PROBLEM: Would you retype every record below exactly as written?
#### GIVEN RECORDS
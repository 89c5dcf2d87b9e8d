//! Configuration management with layered hierarchy

use serde::{Deserialize, Serialize};
use std::path::{Path, PathBuf};

/// Address the HTTP API listens on unless configured otherwise
pub const DEFAULT_BIND: &str = "127.0.0.1:5000";

/// pdecalc configuration with layered hierarchy
#[derive(Debug, Default, Clone, PartialEq, Deserialize, Serialize)]
#[serde(default)]
pub struct Config {
    /// Listen address for `pdecalc serve`
    #[serde(skip_serializing_if = "Option::is_none")]
    pub bind: Option<String>,

    /// Default output format
    #[serde(skip_serializing_if = "Option::is_none")]
    pub default_format: Option<String>,

    /// Log filter directive (e.g. "info", "pdecalc=debug")
    #[serde(skip_serializing_if = "Option::is_none")]
    pub log: Option<String>,
}

/// A config file that exists but could not be used
#[derive(Debug, Clone, PartialEq)]
pub struct ConfigWarning {
    pub path: PathBuf,
    pub error: String,
}

impl ConfigWarning {
    /// Emit through `tracing`; call once the subscriber is installed
    pub fn log(&self) {
        tracing::warn!(path = %self.path.display(), error = %self.error, "ignoring unreadable config file");
    }
}

impl Config {
    /// Load configuration from all sources, merging in priority order
    ///
    /// Files that fail to read or parse are skipped and returned as warnings,
    /// since logging is configured from the result.
    pub fn load() -> (Self, Vec<ConfigWarning>) {
        let mut config = Config::default();
        let mut warnings = Vec::new();

        // 1. Built-in defaults (already in Default impl)

        // 2. Global user config (~/.config/pdecalc/config.yaml)
        // 3. Explicit config file
        let paths = [Self::global_config_path(), Self::env_config_path()];
        for path in paths.iter().flatten() {
            match Self::read_file(path) {
                Ok(Some(file_config)) => config.merge(file_config),
                Ok(None) => {}
                Err(warning) => warnings.push(warning),
            }
        }

        // 4. Environment variables
        if let Ok(bind) = std::env::var("PDECALC_BIND") {
            config.bind = Some(bind);
        }
        if let Ok(format) = std::env::var("PDECALC_FORMAT") {
            config.default_format = Some(format);
        }
        if let Ok(log) = std::env::var("PDECALC_LOG") {
            config.log = Some(log);
        }

        (config, warnings)
    }

    fn read_file(path: &Path) -> Result<Option<Config>, ConfigWarning> {
        if !path.exists() {
            return Ok(None);
        }
        let warning = |error: String| ConfigWarning {
            path: path.to_path_buf(),
            error,
        };
        let contents = std::fs::read_to_string(path).map_err(|e| warning(e.to_string()))?;
        serde_yml::from_str::<Config>(&contents)
            .map(Some)
            .map_err(|e| warning(e.to_string()))
    }

    /// Get the path to the global config file
    pub fn global_config_path() -> Option<PathBuf> {
        directories::ProjectDirs::from("", "", "pdecalc")
            .map(|dirs| dirs.config_dir().join("config.yaml"))
    }

    /// Config file named by `PDECALC_CONFIG`
    pub fn env_config_path() -> Option<PathBuf> {
        std::env::var_os("PDECALC_CONFIG").map(PathBuf::from)
    }

    /// Merge another config into this one (other takes precedence)
    fn merge(&mut self, other: Config) {
        if other.bind.is_some() {
            self.bind = other.bind;
        }
        if other.default_format.is_some() {
            self.default_format = other.default_format;
        }
        if other.log.is_some() {
            self.log = other.log;
        }
    }

    /// Listen address, falling back to the built-in default
    pub fn bind(&self) -> String {
        self.bind
            .clone()
            .unwrap_or_else(|| DEFAULT_BIND.to_string())
    }
}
########
TASK OUTPUT:
repository 89c5dcf2d87b9e8d
//! Configuration management with layered hierarchy

use serde::{Deserialize, Serialize};
use std::path::{Path, PathBuf};

/// Address the HTTP API listens on unless configured otherwise
pub const DEFAULT_BIND: &str = "127.0.0.1:5000";

/// pdecalc configuration with layered hierarchy
#[derive(Debug, Default, Clone, PartialEq, Deserialize, Serialize)]
#[serde(default)]
pub struct Config {
    /// Listen address for `pdecalc serve`
    #[serde(skip_serializing_if = "Option::is_none")]
    pub bind: Option<String>,

    /// Default output format
    #[serde(skip_serializing_if = "Option::is_none")]
    pub default_format: Option<String>,

    /// Log filter directive (e.g. "info", "pdecalc=debug")
    #[serde(skip_serializing_if = "Option::is_none")]
    pub log: Option<String>,
}

/// A config file that exists but could not be used
#[derive(Debug, Clone, PartialEq)]
pub struct ConfigWarning {
    pub path: PathBuf,
    pub error: String,
}

impl ConfigWarning {
    /// Emit through `tracing`; call once the subscriber is installed
    pub fn log(&self) {
        tracing::warn!(path = %self.path.display(), error = %self.error, "ignoring unreadable config file");
    }
}

impl Config {
    /// Load configuration from all sources, merging in priority order
    ///
    /// Files that fail to read or parse are skipped and returned as warnings,
    /// since logging is configured from the result.
    pub fn load() -> (Self, Vec<ConfigWarning>) {
        let mut config = Config::default();
        let mut warnings = Vec::new();

        // 1. Built-in defaults (already in Default impl)

        // 2. Global user config (~/.config/pdecalc/config.yaml)
        // 3. Explicit config file
        let paths = [Self::global_config_path(), Self::env_config_path()];
        for path in paths.iter().flatten() {
            match Self::read_file(path) {
                Ok(Some(file_config)) => config.merge(file_config),
                Ok(None) => {}
                Err(warning) => warnings.push(warning),
            }
        }

        // 4. Environment variables
        if let Ok(bind) = std::env::var("PDECALC_BIND") {
            config.bind = Some(bind);
        }
        if let Ok(format) = std::env::var("PDECALC_FORMAT") {
            config.default_format = Some(format);
        }
        if let Ok(log) = std::env::var("PDECALC_LOG") {
            config.log = Some(log);
        }

        (config, warnings)
    }

    fn read_file(path: &Path) -> Result<Option<Config>, ConfigWarning> {
        if !path.exists() {
            return Ok(None);
        }
        let warning = |error: String| ConfigWarning {
            path: path.to_path_buf(),
            error,
        };
        let contents = std::fs::read_to_string(path).map_err(|e| warning(e.to_string()))?;
        serde_yml::from_str::<Config>(&contents)
            .map(Some)
            .map_err(|e| warning(e.to_string()))
    }

    /// Get the path to the global config file
    pub fn global_config_path() -> Option<PathBuf> {
        directories::ProjectDirs::from("", "", "pdecalc")
            .map(|dirs| dirs.config_dir().join("config.yaml"))
    }

    /// Config file named by `PDECALC_CONFIG`
    pub fn env_config_path() -> Option<PathBuf> {
        std::env::var_os("PDECALC_CONFIG").map(PathBuf::from)
    }

    /// Merge another config into this one (other takes precedence)
    fn merge(&mut self, other: Config) {
        if other.bind.is_some() {
            self.bind = other.bind;
        }
        if other.default_format.is_some() {
            self.default_format = other.default_format;
        }
        if other.log.is_some() {
            self.log = other.log;
        }
    }

    /// Listen address, falling back to the built-in default
    pub fn bind(&self) -> String {
        self.bind
            .clone()
            .unwrap_or_else(|| DEFAULT_BIND.to_string())
    }
}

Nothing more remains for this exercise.